Lawyers need to do more to manage technology procurement, says a leading expert in the area.
Maddocks partner Jeff Goodall said that early engagement is the key to avoiding potentially lengthy and expensive disputes. He said the biggest issue is that technology procurement is often poorly managed.
In his view, third party suppliers often hold customers to terms and conditions favourable to themselves, of which customers may have little understanding.
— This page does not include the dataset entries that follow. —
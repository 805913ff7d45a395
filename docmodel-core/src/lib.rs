//! A typed object-document mapping layer for JSON/BSON document stores.
//!
//! This crate is the core of the docmodel project and provides:
//!
//! - **Field specifications** ([`field`]) - Attribute types, constraints and wire names
//! - **Schemas** ([`schema`]) - Ordered field lists, inheritance and the schema registry
//! - **Documents** ([`document`]) - Schema-bound instances with change tracking
//! - **Deltas** ([`delta`]) - Minimal `$set`/`$unset` updates for changed documents
//! - **Queries** ([`query`]) - Expression trees compiled into wire filters and updates
//! - **Query sets** ([`queryset`]) - Fluent querying bound to a context
//! - **Dereferencing** ([`dereference`]) - Batched, depth-bounded reference resolution
//! - **Executors** ([`executor`]) - The trait store drivers implement
//! - **Contexts** ([`context`]) - Executor, registry and alias threaded through I/O
//! - **Error handling** ([`error`]) - Error and result types
//!
//! # Example
//!
//! ```ignore
//! use docmodel::{field::FieldSpec, schema::{Schema, SchemaRegistry}};
//!
//! let user = Schema::builder("User")
//!     .field(FieldSpec::string("name").required().max_length(64))
//!     .field(FieldSpec::int("age").min_value(0))
//!     .build()?;
//! let registry = SchemaRegistry::builder().register(user).build()?;
//!
//! let mut alice = Model::new(&registry, "User")?;
//! alice.set("name", "Alice")?;
//! alice.set("age", 30)?;
//! alice.save(&ctx).await?;
//! ```

#[allow(unused_extern_crates)]
extern crate self as docmodel_core;

pub mod context;
mod convert;
pub mod delta;
pub mod dereference;
pub mod document;
pub mod error;
pub mod executor;
pub mod field;
pub mod persist;
pub mod query;
pub mod queryset;
pub mod schema;
pub mod state;
mod validate;
pub mod value;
He said it is important for legal teams to get on board early with understanding the technology needs, in order to avoid being left with no recourse if something goes wrong.
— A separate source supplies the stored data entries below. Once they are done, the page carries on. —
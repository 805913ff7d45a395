//! Execution contexts.
//!
//! A [`Context`] bundles the executor, the schema registry and an alias name.
//! Every operation that reaches the store takes a context explicitly:
//!
//! ```ignore
//! use docmodel::context::Context;
//!
//! let ctx = Context::builder()
//!     .executor(InMemoryExecutor::new())
//!     .registry(registry)
//!     .build()?;
//!
//! let mut user = ctx.create("User")?;
//! user.set("name", "Alice")?;
//! user.save(&ctx).await?;
//!
//! let adults = ctx.objects("User")?.filter(Q::new("age__gte", 18)).all().await?;
//! ```
//!
//! Contexts can also be registered under an alias in a process-wide table
//! with [`register_context`] and looked up again with [`get_context`].

use std::{
    collections::HashMap,
    sync::{Arc, LazyLock, PoisonError, RwLock},
};

use tracing::debug;

use crate::{
    dereference::{DereferenceEngine, DereferenceReport},
    document::Model,
    error::{OdmError, OdmResult},
    executor::QueryExecutor,
    queryset::QuerySet,
    schema::{Schema, SchemaRegistry},
};

/// Alias used when none is given.
pub const DEFAULT_ALIAS: &str = "default";

/// Executor, registry and alias used by store operations.
#[derive(Debug, Clone)]
pub struct Context {
    alias: String,
    executor: Arc<dyn QueryExecutor>,
    registry: Arc<SchemaRegistry>,
}

impl Context {
    pub fn new(executor: impl QueryExecutor + 'static, registry: Arc<SchemaRegistry>) -> Self {
        Self {
            alias: DEFAULT_ALIAS.to_owned(),
            executor: Arc::new(executor),
            registry,
        }
    }

    pub fn builder() -> ContextBuilder {
        ContextBuilder::default()
    }

    pub fn alias(&self) -> &str {
        &self.alias
    }

    pub fn executor(&self) -> &dyn QueryExecutor {
        &*self.executor
    }

    pub fn registry(&self) -> &Arc<SchemaRegistry> {
        &self.registry
    }

    pub fn schema(&self, name: &str) -> OdmResult<&Arc<Schema>> {
        self.registry.get(name)
    }

    /// A new, unsaved document of `schema` with defaults applied.
    pub fn create(&self, schema: &str) -> OdmResult<Model> {
        Model::new(&self.registry, schema)
    }

    /// A query set over every document of `schema`.
    ///
    /// # Errors
    ///
    /// Returns [`OdmError::UnknownSchema`] if the schema is not registered and
    /// [`OdmError::SchemaDefinition`] for embedded schemas, which have no
    /// collection.
    pub fn objects(&self, schema: &str) -> OdmResult<QuerySet<'_>> {
        let schema = self.registry.get(schema)?;
        schema.collection_name()?;

        Ok(QuerySet::new(self, Arc::clone(schema)))
    }

    /// Resolves references held by `documents` down to `max_depth` levels.
    pub async fn dereference(&self, documents: &mut [Model], max_depth: usize) -> OdmResult<DereferenceReport> {
        DereferenceEngine::new(self, max_depth).dereference(documents).await
    }

    /// Shuts down the underlying executor.
    pub async fn shutdown(&self) -> OdmResult<()> {
        debug!(alias = %self.alias, "Shutting down context");
        self.executor.shutdown().await
    }
}

/// Builder for [`Context`].
#[derive(Debug, Default)]
pub struct ContextBuilder {
    alias: Option<String>,
    executor: Option<Arc<dyn QueryExecutor>>,
    registry: Option<Arc<SchemaRegistry>>,
}

impl ContextBuilder {
    pub fn alias(mut self, alias: impl Into<String>) -> Self {
        self.alias = Some(alias.into());
        self
    }

    pub fn executor(mut self, executor: impl QueryExecutor + 'static) -> Self {
        self.executor = Some(Arc::new(executor));
        self
    }

    pub fn shared_executor(mut self, executor: Arc<dyn QueryExecutor>) -> Self {
        self.executor = Some(executor);
        self
    }

    pub fn registry(mut self, registry: Arc<SchemaRegistry>) -> Self {
        self.registry = Some(registry);
        self
    }

    /// # Errors
    ///
    /// Returns [`OdmError::Initialization`] if the executor or the registry
    /// is missing.
    pub fn build(self) -> OdmResult<Context> {
        let executor = self
            .executor
            .ok_or_else(|| OdmError::Initialization("context requires an executor".to_owned()))?;
        let registry = self
            .registry
            .ok_or_else(|| OdmError::Initialization("context requires a schema registry".to_owned()))?;

        Ok(Context {
            alias: self.alias.unwrap_or_else(|| DEFAULT_ALIAS.to_owned()),
            executor,
            registry,
        })
    }
}

static CONTEXTS: LazyLock<RwLock<HashMap<String, Context>>> = LazyLock::new(Default::default);

/// Registers `context` under its alias, replacing any previous registration.
pub fn register_context(context: Context) {
    debug!(alias = %context.alias, "Registering context");

    CONTEXTS
        .write()
        .unwrap_or_else(PoisonError::into_inner)
        .insert(context.alias.clone(), context);
}

/// Looks up a registered context.
///
/// # Errors
///
/// Returns [`OdmError::Initialization`] if nothing is registered under `alias`.
pub fn get_context(alias: &str) -> OdmResult<Context> {
    CONTEXTS
        .read()
        .unwrap_or_else(PoisonError::into_inner)
        .get(alias)
        .cloned()
        .ok_or_else(|| OdmError::Initialization(format!("no context registered under alias '{alias}'")))
}

/// The context registered under [`DEFAULT_ALIAS`].
pub fn default_context() -> OdmResult<Context> {
    get_context(DEFAULT_ALIAS)
}

/// Removes a registered context and returns it.
pub fn unregister_context(alias: &str) -> Option<Context> {
    CONTEXTS
        .write()
        .unwrap_or_else(PoisonError::into_inner)
        .remove(alias)
}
“As a technology specialist, I would prefer to see customers investing the time upfront during the procurement process to ensure that they are adequately protected and get the most from their technology procurement,” he said.
“Early and open engagement with specialist legal advice (whether internal or external) is a key component of this. “Smart” technology procurement can transform and empower organisations and investing the time and energy upfront is the key to the success of a project.”
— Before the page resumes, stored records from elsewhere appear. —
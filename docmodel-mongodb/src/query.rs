//! Translation between wire specs and MongoDB driver types.
//!
//! Filters and updates are already in MongoDB syntax when they reach the
//! executor, so only find options and driver errors need mapping.

use mongodb::{
    error::{Error as MongoError, ErrorKind, WriteFailure as MongoWriteFailure},
    options::FindOptions,
};

use docmodel_core::{
    error::OdmError,
    executor::{FindSpec, WriteFailure},
};

/// Builds driver options from a find spec. The filter is passed separately.
pub(crate) fn find_options(spec: &FindSpec) -> FindOptions {
    let mut options = FindOptions::default();

    options.projection = spec.projection.clone();
    options.sort = spec.sort.clone();
    options.skip = spec.skip;
    options.limit = spec.limit.filter(|limit| *limit != 0);
    options.batch_size = spec.batch_size;

    options
}

/// The write failure a driver error carries, if the server rejected the
/// write itself.
pub(crate) fn write_failure(error: &MongoError) -> Option<WriteFailure> {
    match error.kind.as_ref() {
        ErrorKind::Write(MongoWriteFailure::WriteError(failure)) => {
            Some(WriteFailure::new(failure.code, failure.message.clone()))
        }
        ErrorKind::Write(MongoWriteFailure::WriteConcernError(failure)) => {
            Some(WriteFailure::new(failure.code, failure.message.clone()))
        }
        _ => None,
    }
}

/// Maps a driver error that is not a store-reported write failure.
pub(crate) fn map_error(collection: &str, error: MongoError) -> OdmError {
    match error.kind.as_ref() {
        ErrorKind::Io(_) | ErrorKind::ServerSelection { .. } | ErrorKind::DnsResolve { .. } => {
            OdmError::Connection(error.to_string())
        }
        ErrorKind::Authentication { .. } => OdmError::Connection(error.to_string()),
        _ => OdmError::operation(collection, error.to_string()),
    }
}

#[cfg(test)]
mod tests {
    use super::*;
    use bson::doc;

    #[test]
    fn test_find_options_copy_paging_and_projection() {
        let spec = FindSpec {
            filter: doc! { "age": { "$gte": 18 } },
            projection: Some(doc! { "n": 1 }),
            sort: Some(doc! { "age": -1 }),
            skip: Some(5),
            limit: Some(10),
            batch_size: Some(100),
        };

        let options = find_options(&spec);
        assert_eq!(options.projection, Some(doc! { "n": 1 }));
        assert_eq!(options.sort, Some(doc! { "age": -1 }));
        assert_eq!(options.skip, Some(5));
        assert_eq!(options.limit, Some(10));
        assert_eq!(options.batch_size, Some(100));

        let options = find_options(&FindSpec::new(doc! {}).with_limit(0));
        assert_eq!(options.limit, None);
    }
}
While establishing a relationship with technology procurement managers is important, Goodall said keeping up to date with technology changes or seeking advice from a specialist can help to avoid lengthy cost blow outs and product delays.
“It’s often an in-house lawyer who may be dealing with technology procurement, and it’s not fair or reasonable to expect such lawyers, particularly generalists or those who are specialised in other areas, to be across the vast changes happening in technology and the potential impact on their business,” he said.
In response to these issues, Goodall recently released the Technology Procurement Handbook to assist companies, government entities and sole traders engaging a third party service provider.
“I hope that this handbook will help clients avoid the common pitfalls and mistakes involved in technology contracting. It is designed to be an everyday useful reference guide to get lawyers and business stakeholders, such as contract managers, thinking critically and strategically about technology procurement,” he said.